## Brief:
Print the records below from the first line through the line containing "return false;", both included, word for word.

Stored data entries
────────

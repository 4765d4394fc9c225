//! CSV text primitives
//!
//! Field quoting on write and a lenient row parser on read.

use std::io::Write;

use crate::error::Result;

/// Field separator
pub(crate) const DELIMITER: char = ',';

/// Quote character (doubled inside quoted fields)
pub(crate) const QUOTE: char = '"';

/// Record terminator written after every row
pub(crate) const TERMINATOR: &str = "\n";

// =============================================================================
// Writing
// =============================================================================

/// Whether a field must be wrapped in quotes to survive a round trip
fn needs_quotes(field: &str) -> bool {
    if field.is_empty() {
        return false;
    }
    field.starts_with(char::is_whitespace)
        || field.contains([DELIMITER, QUOTE, '\r', '\n'])
}

/// Escape a single field for output
pub fn escape_field(field: &str) -> String {
    if !needs_quotes(field) {
        return field.to_string();
    }

    let mut escaped = String::with_capacity(field.len() + 2);
    escaped.push(QUOTE);
    for c in field.chars() {
        if c == QUOTE {
            escaped.push(QUOTE);
        }
        escaped.push(c);
    }
    escaped.push(QUOTE);
    escaped
}

/// Write one row followed by the record terminator
pub fn write_row<W: Write, S: AsRef<str>>(writer: &mut W, fields: &[S]) -> Result<()> {
    let mut line = String::new();
    for (i, field) in fields.iter().enumerate() {
        if i > 0 {
            line.push(DELIMITER);
        }
        line.push_str(&escape_field(field.as_ref()));
    }
    line.push_str(TERMINATOR);
    writer.write_all(line.as_bytes())?;
    Ok(())
}

// =============================================================================
// Reading
// =============================================================================

/// Split CSV text into rows of fields
///
/// Accepts `\n` and `\r\n` terminators, quoted fields spanning lines and
/// doubled quotes. Blank lines produce no row. A quote that is never closed
/// runs to the end of the input. Stray quotes inside unquoted fields are kept
/// literally.
pub fn parse_rows(text: &str) -> Vec<Vec<String>> {
    let mut rows = Vec::new();
    let mut row: Vec<String> = Vec::new();
    let mut field = String::new();
    let mut in_quotes = false;
    let mut row_has_content = false;

    let mut chars = text.chars().peekable();
    while let Some(c) = chars.next() {
        if in_quotes {
            if c == QUOTE {
                if chars.peek() == Some(&QUOTE) {
                    chars.next();
                    field.push(QUOTE);
                } else {
                    in_quotes = false;
                }
            } else {
                field.push(c);
            }
            continue;
        }

        match c {
            QUOTE if field.is_empty() => {
                in_quotes = true;
                row_has_content = true;
            }
            DELIMITER => {
                row.push(std::mem::take(&mut field));
                row_has_content = true;
            }
            '\r' if chars.peek() == Some(&'\n') => {}
            '\n' => {
                if row_has_content {
                    row.push(std::mem::take(&mut field));
                    rows.push(std::mem::take(&mut row));
                }
                field.clear();
                row_has_content = false;
            }
            _ => {
                field.push(c);
                row_has_content = true;
            }
        }
    }

    if row_has_content {
        row.push(field);
        rows.push(row);
    }

    rows
}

────────

## Completed exercise:
repository 4765d4394fc9c225
//! CSV text primitives
//!
//! Field quoting on write and a lenient row parser on read.

use std::io::Write;

use crate::error::Result;

/// Field separator
pub(crate) const DELIMITER: char = ',';

/// Quote character (doubled inside quoted fields)
pub(crate) const QUOTE: char = '"';

/// Record terminator written after every row
pub(crate) const TERMINATOR: &str = "\n";

// =============================================================================
// Writing
// =============================================================================

/// Whether a field must be wrapped in quotes to survive a round trip
fn needs_quotes(field: &str) -> bool {
    if field.is_empty() {
        return false;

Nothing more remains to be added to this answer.